### SOURCE DATA

########################################

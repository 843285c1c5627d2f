//! Check operation - render without writing, collecting diagnostics.

use eyre::{Context, Result};
use tessera_codegen::{Document, Severity};
use tessera_manifest::TypeTree;

use super::Project;
use crate::reports::CheckReport;

/// Execute the check operation.
///
/// Runs a full pass in memory and reports every node that would be skipped.
pub fn check(project: &Project, tree: &TypeTree, dump: bool) -> Result<CheckReport> {
    let repo = project.repository();
    let document = Document::new(project.renderer(&repo))
        .assemble(tree.roots())
        .wrap_err("Failed to render type tree")?;

    let mut warnings = Vec::new();
    let mut infos = Vec::new();
    for diag in &document.diagnostics {
        let msg = match &diag.location {
            Some(loc) => format!(
                "{} [{}]\n  --> {}",
                diag.message,
                diag.code.as_str(),
                loc
            ),
            None => format!("{} [{}]", diag.message, diag.code.as_str()),
        };
        match diag.severity {
            Severity::Warning => warnings.push(msg),
            Severity::Info => infos.push(msg),
        }
    }

    let tree_dump = if dump {
        let json = serde_json::to_string_pretty(tree.roots())
            .wrap_err("Failed to serialize type tree")?;
        Some(json)
    } else {
        None
    };

    Ok(CheckReport {
        input: tree.path().to_path_buf(),
        root_count: tree.roots().len(),
        node_count: tree.node_count(),
        warnings,
        infos,
        tree_dump,
    })
}
//! Document assembly.
//!
//! The emitted document is a fixed scaffold around the rendered roots:
//!
//! ```text
//! using System;namespace SourceGenerator{<root 1><root 2>...}
//! ```
//!
//! Pieces are concatenated without separators or formatting.

use tessera_ir::TypeNode;

use crate::{
    diagnostic::Diagnostics,
    renderer::{RenderError, Renderer},
};

/// Import declaration opening the document.
pub const PRELUDE: &str = "using System;";
/// Namespace wrapping all generated types.
pub const NAMESPACE: &str = "SourceGenerator";
/// Opens the namespace block.
pub const BLOCK_OPEN: &str = "{";
/// Closes the namespace block.
pub const BLOCK_CLOSE: &str = "}";
/// Name the document is registered under.
pub const DOCUMENT_NAME: &str = "Source.cs";

/// The output of one generation pass.
#[derive(Debug, Clone, PartialEq, Eq)]
pub struct GeneratedDocument {
    /// Name the document is registered under.
    pub name: String,
    /// The assembled text.
    pub content: String,
    /// Advisory notices raised while rendering.
    pub diagnostics: Diagnostics,
    /// Number of root nodes rendered.
    pub root_count: usize,
}

impl GeneratedDocument {
    /// Number of subtrees skipped for lack of a template.
    ///
    /// A skipped node takes its descendants with it; the whole subtree
    /// counts once.
    pub fn skipped_count(&self) -> usize {
        self.diagnostics.len()
    }
}

/// Assembles a document from a list of root nodes.
#[derive(Debug, Clone, Copy)]
pub struct Document<'a> {
    renderer: Renderer<'a>,
}

impl<'a> Document<'a> {
    /// Create an assembler rendering through `renderer`.
    pub fn new(renderer: Renderer<'a>) -> Self {
        Self { renderer }
    }

    /// Wrap an already rendered body in the document scaffold.
    pub fn scaffold(body: &str) -> String {
        let mut out = String::with_capacity(
            PRELUDE.len() + "namespace ".len() + NAMESPACE.len() + body.len() + 2,
        );
        out.push_str(PRELUDE);
        out.push_str("namespace ");
        out.push_str(NAMESPACE);
        out.push_str(BLOCK_OPEN);
        out.push_str(body);
        out.push_str(BLOCK_CLOSE);
        out
    }

    /// Render every root in order and wrap the result in the scaffold.
    ///
    /// An empty root list yields the bare scaffold.
    pub fn assemble(&self, roots: &[TypeNode]) -> Result<GeneratedDocument, RenderError> {
        let mut diagnostics = Diagnostics::new();
        let mut body = String::new();
        for root in roots {
            body.push_str(&self.renderer.render(root, &mut diagnostics)?);
        }

        tracing::debug!(
            roots = roots.len(),
            skipped = diagnostics.len(),
            bytes = body.len(),
            "document assembled"
        );

        Ok(GeneratedDocument {
            name: DOCUMENT_NAME.to_string(),
            content: Self::scaffold(&body),
            diagnostics,
            root_count: roots.len(),
        })
    }
}
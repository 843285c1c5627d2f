use std::path::PathBuf;

use miette::{Diagnostic, NamedSource, SourceSpan};
use thiserror::Error;

/// Result type for tessera-manifest operations (boxed to reduce size on stack)
pub type Result<T> = std::result::Result<T, Box<Error>>;

/// Source context for error reporting.
///
/// Holds the source content and filename so error factories don't need both
/// passed at every call site.
#[derive(Debug, Clone)]
pub struct SourceContext {
    src: String,
    filename: String,
}

impl SourceContext {
    /// Create a new source context.
    pub fn new(src: impl Into<String>, filename: impl Into<String>) -> Self {
        Self {
            src: src.into(),
            filename: filename.into(),
        }
    }

    /// Get the source content.
    pub fn src(&self) -> &str {
        &self.src
    }

    /// Get the filename.
    pub fn filename(&self) -> &str {
        &self.filename
    }

    /// Create a NamedSource for miette error reporting.
    pub fn named_source(&self) -> NamedSource<String> {
        NamedSource::new(&self.filename, self.src.clone())
    }

    /// Create a syntax error for the type tree.
    pub fn syntax_error(&self, message: impl Into<String>) -> Box<Error> {
        Box::new(Error::Syntax {
            src: self.named_source(),
            message: message.into(),
        })
    }

    /// Create an error for input without any content.
    pub fn empty_input_error(&self) -> Box<Error> {
        Box::new(Error::EmptyInput {
            filename: self.filename.clone(),
        })
    }

    /// Create a shape error for the node at `path`.
    pub fn shape_error(
        &self,
        path: impl Into<String>,
        message: impl Into<String>,
        span: Option<SourceSpan>,
    ) -> Box<Error> {
        Box::new(Error::Shape {
            src: self.named_source(),
            span,
            path: path.into(),
            message: message.into(),
        })
    }

    /// Create a nesting depth error.
    pub fn too_deep_error(
        &self,
        location: impl Into<String>,
        limit: usize,
        span: Option<SourceSpan>,
    ) -> Box<Error> {
        Box::new(Error::TooDeep {
            src: self.named_source(),
            span,
            location: location.into(),
            limit,
        })
    }

    /// Create a configuration parse error from a toml error.
    pub fn config_error(&self, source: toml::de::Error) -> Box<Error> {
        let span = source.span().map(SourceSpan::from);
        Box::new(Error::Config {
            src: self.named_source(),
            span,
            source,
        })
    }

    /// Create a configuration validation error.
    pub fn validation_error(
        &self,
        message: impl Into<String>,
        span: Option<SourceSpan>,
    ) -> Box<Error> {
        Box::new(Error::Validation {
            src: self.named_source(),
            span,
            message: message.into(),
        })
    }
}

#[derive(Debug, Error, Diagnostic)]
pub enum Error {
    #[error("failed to read '{path}'")]
    #[diagnostic(help("check the `input` and `templates` paths in tessera.toml"))]
    Io {
        path: PathBuf,
        #[source]
        source: std::io::Error,
    },

    #[error("failed to parse type tree: {message}")]
    #[diagnostic(code(tessera::syntax_error))]
    Syntax {
        #[source_code]
        src: NamedSource<String>,
        message: String,
    },

    #[error("type tree '{filename}' is empty")]
    #[diagnostic(
        code(tessera::empty_input),
        help("provide a JSON array of type nodes, or `[]` to generate an empty document")
    )]
    EmptyInput { filename: String },

    #[error("invalid type node at {path}: {message}")]
    #[diagnostic(
        code(tessera::invalid_node),
        help("`Name` and `Classification` must be strings; `Type` and `Children` are optional")
    )]
    Shape {
        #[source_code]
        src: NamedSource<String>,
        #[label("in this node")]
        span: Option<SourceSpan>,
        path: String,
        message: String,
    },

    #[error("type tree exceeds the maximum nesting depth of {limit} at {location}")]
    #[diagnostic(
        code(tessera::too_deep),
        help("raise `max_depth` in tessera.toml if this nesting is intentional")
    )]
    TooDeep {
        #[source_code]
        src: NamedSource<String>,
        #[label("nesting limit exceeded here")]
        span: Option<SourceSpan>,
        location: String,
        limit: usize,
    },

    #[error("failed to parse tessera.toml")]
    #[diagnostic(code(tessera::config_error))]
    Config {
        #[source_code]
        src: NamedSource<String>,
        #[label("parse error here")]
        span: Option<SourceSpan>,
        #[source]
        source: toml::de::Error,
    },

    #[error("{message}")]
    #[diagnostic(code(tessera::validation_error))]
    Validation {
        #[source_code]
        src: NamedSource<String>,
        #[label("{message}")]
        span: Option<SourceSpan>,
        message: String,
    },
}

impl Error {
    /// Returns true if the error means the type tree itself could not be read.
    pub fn is_input_error(&self) -> bool {
        matches!(
            self,
            Error::Syntax { .. }
                | Error::EmptyInput { .. }
                | Error::Shape { .. }
                | Error::TooDeep { .. }
        )
    }
}

#[cfg(test)]
mod tests {
    use super::*;

    #[test]
    fn test_shape_error_message() {
        let ctx = SourceContext::new("[{}]", "context.json");
        let err = ctx.shape_error("[0]", "missing required field `Name`", None);
        assert_eq!(
            err.to_string(),
            "invalid type node at [0]: missing required field `Name`"
        );
        assert!(err.is_input_error());
    }

    #[test]
    fn test_config_error_is_not_input_error() {
        let ctx = SourceContext::new("[generator", "tessera.toml");
        let toml_err = toml::from_str::<toml::Table>("[generator").unwrap_err();
        let err = ctx.config_error(toml_err);
        assert!(!err.is_input_error());
        assert_eq!(err.to_string(), "failed to parse tessera.toml");
    }
}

########################################

Select every line in the material above where the string "None" occurs, and copy it.

### PROBLEM SOLUTION
            None => format!("{} [{}]", diag.message, diag.code.as_str()),
        None
        let err = ctx.shape_error("[0]", "missing required field `Name`", None);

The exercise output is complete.